Page:Eyma, Les peaux noires, Lévy, 1857.djvu/37

La bibliothèque libre.
Le texte de cette page a été corrigé et est conforme au fac-similé.

À chaque trait qu’il détaillait de la personne de Madeleine, Firmin poussait des exclamations d’admiration.

— Ah çà ! mon enfant, lui dit-il tout à coup, êtes-vous bien vous ?

— Et qui donc, Monsieur, veut-il que je sois ? répondit Madeleine.

— Je ne sais, ma foi ! une duchesse, une marquise tout au moins, à coup sûr ; mais certes, non pas la fille d’un mulâtre, économe sur une habitation.

— C’est pourtant ainsi, Monsieur, répondit Madeleine en rougissant légèrement.

— Votre mère vit-elle ?

— Je ne l’ai jamais connue ; elle mourut en me mettant au monde… Mais, pardon, Monsieur ; je réponds à vos questions et je ne songe pas à aller chercher la fin de votre souper.

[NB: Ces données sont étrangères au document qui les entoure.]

//! Typed key-value persistence seam.
//!
//! Keys are at most [`MAX_KEY_LEN`] characters to match the constraints of
//! NVS-style stores; longer keys are rejected rather than truncated. String
//! values are bounded at 32 bytes, enough for a 128-bit token in hex.

use heapless::{FnvIndexMap, String};

/// Maximum key length in bytes.
pub const MAX_KEY_LEN: usize = 6;

/// Bounded string value type used by [`KvStore`].
pub type StrValue = String<32>;

pub trait KvStore {
    fn get_i32(&self, key: &str) -> Option<i32>;
    fn put_i32(&mut self, key: &str, value: i32) -> bool;

    fn get_str(&self, key: &str) -> Option<StrValue>;
    fn put_str(&mut self, key: &str, value: &str) -> bool;

    fn get_bool(&self, key: &str) -> Option<bool>;
    fn put_bool(&mut self, key: &str, value: bool) -> bool;

    /// Removing an absent key is not an error.
    fn remove(&mut self, key: &str) -> bool;

    fn contains(&self, key: &str) -> bool;
}

#[derive(Debug, Clone, PartialEq)]
enum Value {
    Int(i32),
    Str(StrValue),
    Bool(bool),
}

/// Bounded in-memory [`KvStore`] for host builds and tests.
///
/// Capacity covers the peer directory at its maximum size (six keys per slot
/// plus the global entries) with headroom.
#[derive(Debug, Default)]
pub struct MemKv {
    map: FnvIndexMap<String<MAX_KEY_LEN>, Value, 128>,
}

impl MemKv {
    pub fn new() -> Self {
        Self::default()
    }

    pub fn len(&self) -> usize {
        self.map.len()
    }

    pub fn is_empty(&self) -> bool {
        self.map.is_empty()
    }

    fn put(&mut self, key: &str, value: Value) -> bool {
        let Ok(key) = String::try_from(key) else {
            return false;
        };
        self.map.insert(key, value).is_ok()
    }

    fn get(&self, key: &str) -> Option<&Value> {
        let key = String::<MAX_KEY_LEN>::try_from(key).ok()?;
        self.map.get(&key)
    }
}

impl KvStore for MemKv {
    fn get_i32(&self, key: &str) -> Option<i32> {
        match self.get(key)? {
            Value::Int(v) => Some(*v),
            _ => None,
        }
    }

    fn put_i32(&mut self, key: &str, value: i32) -> bool {
        self.put(key, Value::Int(value))
    }

    fn get_str(&self, key: &str) -> Option<StrValue> {
        match self.get(key)? {
            Value::Str(v) => Some(v.clone()),
            _ => None,
        }
    }

    fn put_str(&mut self, key: &str, value: &str) -> bool {
        let Ok(value) = StrValue::try_from(value) else {
            return false;
        };
        self.put(key, Value::Str(value))
    }

    fn get_bool(&self, key: &str) -> Option<bool> {
        match self.get(key)? {
            Value::Bool(v) => Some(*v),
            _ => None,
        }
    }

    fn put_bool(&mut self, key: &str, value: bool) -> bool {
        self.put(key, Value::Bool(value))
    }

    fn remove(&mut self, key: &str) -> bool {
        let Ok(key) = String::<MAX_KEY_LEN>::try_from(key) else {
            return false;
        };
        self.map.remove(&key);
        true
    }

    fn contains(&self, key: &str) -> bool {
        String::<MAX_KEY_LEN>::try_from(key)
            .map(|key| self.map.contains_key(&key))
            .unwrap_or(false)
    }
}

— Rien ne presse, dit Firmin, en faisant un geste pour arrêter la jeune fille, rien ne presse, mon enfant, et je trouve un charme très-grand à causer avec vous…

— Monsieur est bien bon…

— Et qui vous a élevée ? Est-ce Jérémie ? Je lui en ferai mon compliment.

— Mon père m’a enseigné ce qu’il savait : à aimer le bon Dieu et notre maître, à lire un peu, et à écrire aussi bien qu’il a pu ; le reste je l’ai appris de moi-même.

— Et qu’avez-vous appris ainsi de plus que ce que vous dites là ?

— À broder, à coudre… pour l’avoir vu faire par ces dames… Il fallait bien remplir le temps, puisque mon père n’a jamais voulu souffrir que je m’occupasse des travaux de la case.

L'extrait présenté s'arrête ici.